— ASSIGNED TASK —
Nothing outside the stretch is wanted. Repeat exactly the lines of the listing below from the one that contains "fn eq(&self, other: &Self)" through the one that contains "self.start.hash(state);", both ends included.

DATA EXCERPTS Block Start

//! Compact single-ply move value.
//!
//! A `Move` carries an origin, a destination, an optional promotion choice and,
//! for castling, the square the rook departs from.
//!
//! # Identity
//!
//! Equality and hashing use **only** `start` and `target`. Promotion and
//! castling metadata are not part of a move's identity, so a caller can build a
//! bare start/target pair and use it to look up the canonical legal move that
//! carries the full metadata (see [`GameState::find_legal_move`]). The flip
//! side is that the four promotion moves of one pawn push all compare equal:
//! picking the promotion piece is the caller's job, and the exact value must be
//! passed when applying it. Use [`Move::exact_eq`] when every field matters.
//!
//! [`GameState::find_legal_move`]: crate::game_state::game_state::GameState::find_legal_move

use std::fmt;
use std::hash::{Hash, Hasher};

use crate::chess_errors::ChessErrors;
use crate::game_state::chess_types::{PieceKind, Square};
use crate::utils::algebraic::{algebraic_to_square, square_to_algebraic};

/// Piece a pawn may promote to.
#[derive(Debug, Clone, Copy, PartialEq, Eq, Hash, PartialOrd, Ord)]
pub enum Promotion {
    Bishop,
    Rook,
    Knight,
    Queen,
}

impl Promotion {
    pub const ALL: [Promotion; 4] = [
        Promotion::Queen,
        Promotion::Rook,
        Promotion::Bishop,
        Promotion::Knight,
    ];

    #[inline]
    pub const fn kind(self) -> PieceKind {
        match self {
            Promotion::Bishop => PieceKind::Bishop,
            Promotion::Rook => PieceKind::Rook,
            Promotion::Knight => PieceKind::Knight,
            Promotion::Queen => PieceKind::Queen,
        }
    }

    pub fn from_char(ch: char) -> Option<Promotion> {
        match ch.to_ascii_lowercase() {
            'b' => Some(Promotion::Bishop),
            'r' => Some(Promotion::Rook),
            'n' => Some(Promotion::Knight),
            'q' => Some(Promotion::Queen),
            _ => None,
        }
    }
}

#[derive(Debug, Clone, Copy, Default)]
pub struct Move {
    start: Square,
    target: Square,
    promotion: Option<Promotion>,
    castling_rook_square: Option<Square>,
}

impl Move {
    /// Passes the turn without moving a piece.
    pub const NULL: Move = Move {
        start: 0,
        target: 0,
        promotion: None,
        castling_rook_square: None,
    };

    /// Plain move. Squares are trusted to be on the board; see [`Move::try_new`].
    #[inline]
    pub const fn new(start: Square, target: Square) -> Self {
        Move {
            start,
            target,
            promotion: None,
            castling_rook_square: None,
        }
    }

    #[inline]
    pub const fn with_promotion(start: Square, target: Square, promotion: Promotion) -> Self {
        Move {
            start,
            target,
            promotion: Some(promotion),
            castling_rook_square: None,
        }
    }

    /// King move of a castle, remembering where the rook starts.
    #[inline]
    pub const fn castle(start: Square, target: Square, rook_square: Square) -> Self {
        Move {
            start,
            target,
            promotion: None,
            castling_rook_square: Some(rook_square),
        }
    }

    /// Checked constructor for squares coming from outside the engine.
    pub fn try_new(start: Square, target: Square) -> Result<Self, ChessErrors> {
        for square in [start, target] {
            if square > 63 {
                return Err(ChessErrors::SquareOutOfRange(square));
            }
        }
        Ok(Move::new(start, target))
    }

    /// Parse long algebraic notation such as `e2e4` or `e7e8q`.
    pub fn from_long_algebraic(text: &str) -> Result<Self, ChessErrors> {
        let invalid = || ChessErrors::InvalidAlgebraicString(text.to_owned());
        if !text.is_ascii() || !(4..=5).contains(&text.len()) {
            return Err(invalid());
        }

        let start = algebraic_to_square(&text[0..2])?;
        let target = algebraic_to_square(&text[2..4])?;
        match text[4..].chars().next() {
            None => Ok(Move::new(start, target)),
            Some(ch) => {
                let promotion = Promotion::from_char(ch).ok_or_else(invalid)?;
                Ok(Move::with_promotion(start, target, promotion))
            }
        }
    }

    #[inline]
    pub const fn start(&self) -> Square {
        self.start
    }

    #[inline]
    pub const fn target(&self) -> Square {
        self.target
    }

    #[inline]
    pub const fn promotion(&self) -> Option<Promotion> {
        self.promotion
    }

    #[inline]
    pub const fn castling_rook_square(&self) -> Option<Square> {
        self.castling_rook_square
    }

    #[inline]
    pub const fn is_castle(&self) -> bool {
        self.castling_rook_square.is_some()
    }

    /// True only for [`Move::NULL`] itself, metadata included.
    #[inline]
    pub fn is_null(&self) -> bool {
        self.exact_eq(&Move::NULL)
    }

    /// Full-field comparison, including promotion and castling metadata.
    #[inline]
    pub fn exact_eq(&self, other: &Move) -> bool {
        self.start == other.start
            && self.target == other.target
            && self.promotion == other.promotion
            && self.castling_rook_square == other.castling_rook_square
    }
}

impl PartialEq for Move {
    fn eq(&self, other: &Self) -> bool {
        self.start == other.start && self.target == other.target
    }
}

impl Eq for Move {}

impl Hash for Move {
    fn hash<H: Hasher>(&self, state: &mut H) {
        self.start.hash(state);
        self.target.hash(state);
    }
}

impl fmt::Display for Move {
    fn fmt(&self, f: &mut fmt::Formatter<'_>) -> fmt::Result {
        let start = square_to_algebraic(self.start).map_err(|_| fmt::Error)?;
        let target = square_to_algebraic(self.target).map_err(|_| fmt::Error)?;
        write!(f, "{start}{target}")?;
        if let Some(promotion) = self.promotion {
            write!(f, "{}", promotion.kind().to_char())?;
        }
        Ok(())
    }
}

DATA EXCERPTS Block End
DATA EXCERPTS Block Start

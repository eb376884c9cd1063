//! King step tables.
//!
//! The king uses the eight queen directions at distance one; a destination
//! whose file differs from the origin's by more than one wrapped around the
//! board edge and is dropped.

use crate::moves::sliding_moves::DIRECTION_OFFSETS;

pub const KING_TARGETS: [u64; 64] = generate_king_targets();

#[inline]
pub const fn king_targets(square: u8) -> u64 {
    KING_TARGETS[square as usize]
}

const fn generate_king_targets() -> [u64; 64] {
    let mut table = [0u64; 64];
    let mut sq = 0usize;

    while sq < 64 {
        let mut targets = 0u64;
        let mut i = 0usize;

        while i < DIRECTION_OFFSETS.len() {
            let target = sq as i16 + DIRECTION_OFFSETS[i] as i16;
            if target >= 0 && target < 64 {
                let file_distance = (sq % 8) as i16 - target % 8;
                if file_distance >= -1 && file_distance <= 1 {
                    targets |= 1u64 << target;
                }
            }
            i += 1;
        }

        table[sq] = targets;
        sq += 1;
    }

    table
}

DATA EXCERPTS Block End
DATA EXCERPTS Block Start

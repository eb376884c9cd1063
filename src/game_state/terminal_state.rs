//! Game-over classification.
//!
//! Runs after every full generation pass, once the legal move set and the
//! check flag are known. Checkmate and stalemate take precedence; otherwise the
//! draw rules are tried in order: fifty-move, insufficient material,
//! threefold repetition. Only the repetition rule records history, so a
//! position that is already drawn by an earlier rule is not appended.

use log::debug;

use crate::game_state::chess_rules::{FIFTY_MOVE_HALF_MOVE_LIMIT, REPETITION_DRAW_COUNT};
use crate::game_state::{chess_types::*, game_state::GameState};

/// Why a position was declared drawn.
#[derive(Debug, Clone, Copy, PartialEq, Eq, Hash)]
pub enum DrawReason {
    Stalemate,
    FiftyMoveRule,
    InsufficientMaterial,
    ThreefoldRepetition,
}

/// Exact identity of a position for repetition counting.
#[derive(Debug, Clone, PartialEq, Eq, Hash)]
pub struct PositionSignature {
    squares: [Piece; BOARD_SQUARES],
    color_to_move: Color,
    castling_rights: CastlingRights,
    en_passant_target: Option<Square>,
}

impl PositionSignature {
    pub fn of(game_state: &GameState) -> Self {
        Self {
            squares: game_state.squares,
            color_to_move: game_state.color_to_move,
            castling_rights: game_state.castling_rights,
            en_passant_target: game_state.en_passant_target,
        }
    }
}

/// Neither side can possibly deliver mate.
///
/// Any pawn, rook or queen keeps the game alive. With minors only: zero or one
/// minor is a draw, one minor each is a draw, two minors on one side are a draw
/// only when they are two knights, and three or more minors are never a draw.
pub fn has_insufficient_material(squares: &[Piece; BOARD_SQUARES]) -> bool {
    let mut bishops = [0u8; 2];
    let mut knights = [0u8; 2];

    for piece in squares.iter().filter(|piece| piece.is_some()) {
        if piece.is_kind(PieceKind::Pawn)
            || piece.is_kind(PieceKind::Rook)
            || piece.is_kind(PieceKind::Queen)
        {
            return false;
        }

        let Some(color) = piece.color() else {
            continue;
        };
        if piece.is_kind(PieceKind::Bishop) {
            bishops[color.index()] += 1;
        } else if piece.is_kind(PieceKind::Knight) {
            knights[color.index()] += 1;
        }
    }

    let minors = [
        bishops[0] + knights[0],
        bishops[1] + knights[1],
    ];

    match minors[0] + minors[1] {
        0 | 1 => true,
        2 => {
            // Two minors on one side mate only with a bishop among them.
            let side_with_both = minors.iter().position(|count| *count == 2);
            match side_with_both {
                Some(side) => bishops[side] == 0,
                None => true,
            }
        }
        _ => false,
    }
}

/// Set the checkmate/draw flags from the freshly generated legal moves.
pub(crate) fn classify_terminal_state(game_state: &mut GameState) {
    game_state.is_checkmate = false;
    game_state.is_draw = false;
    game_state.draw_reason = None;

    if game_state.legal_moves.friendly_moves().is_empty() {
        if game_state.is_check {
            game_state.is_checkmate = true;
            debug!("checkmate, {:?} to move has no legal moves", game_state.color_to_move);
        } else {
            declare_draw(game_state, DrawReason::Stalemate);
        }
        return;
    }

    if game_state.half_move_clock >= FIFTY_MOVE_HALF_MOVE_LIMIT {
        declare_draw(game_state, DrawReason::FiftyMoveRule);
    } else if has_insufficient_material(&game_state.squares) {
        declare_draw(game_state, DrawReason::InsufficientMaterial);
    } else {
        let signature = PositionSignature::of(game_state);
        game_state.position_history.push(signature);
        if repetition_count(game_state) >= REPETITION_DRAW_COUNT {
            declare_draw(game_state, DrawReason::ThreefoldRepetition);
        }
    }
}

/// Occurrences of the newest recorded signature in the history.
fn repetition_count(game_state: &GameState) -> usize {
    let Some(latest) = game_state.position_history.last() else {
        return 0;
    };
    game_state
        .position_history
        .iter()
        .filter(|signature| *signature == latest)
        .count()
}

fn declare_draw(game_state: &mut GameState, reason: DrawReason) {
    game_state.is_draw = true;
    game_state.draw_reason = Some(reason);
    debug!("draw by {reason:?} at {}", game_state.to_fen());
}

DATA EXCERPTS Block End

— ANSWER TO THE PROBLEM —
    fn eq(&self, other: &Self) -> bool {
        self.start == other.start && self.target == other.target
    }
}

impl Eq for Move {}

impl Hash for Move {
    fn hash<H: Hasher>(&self, state: &mut H) {
        self.start.hash(state);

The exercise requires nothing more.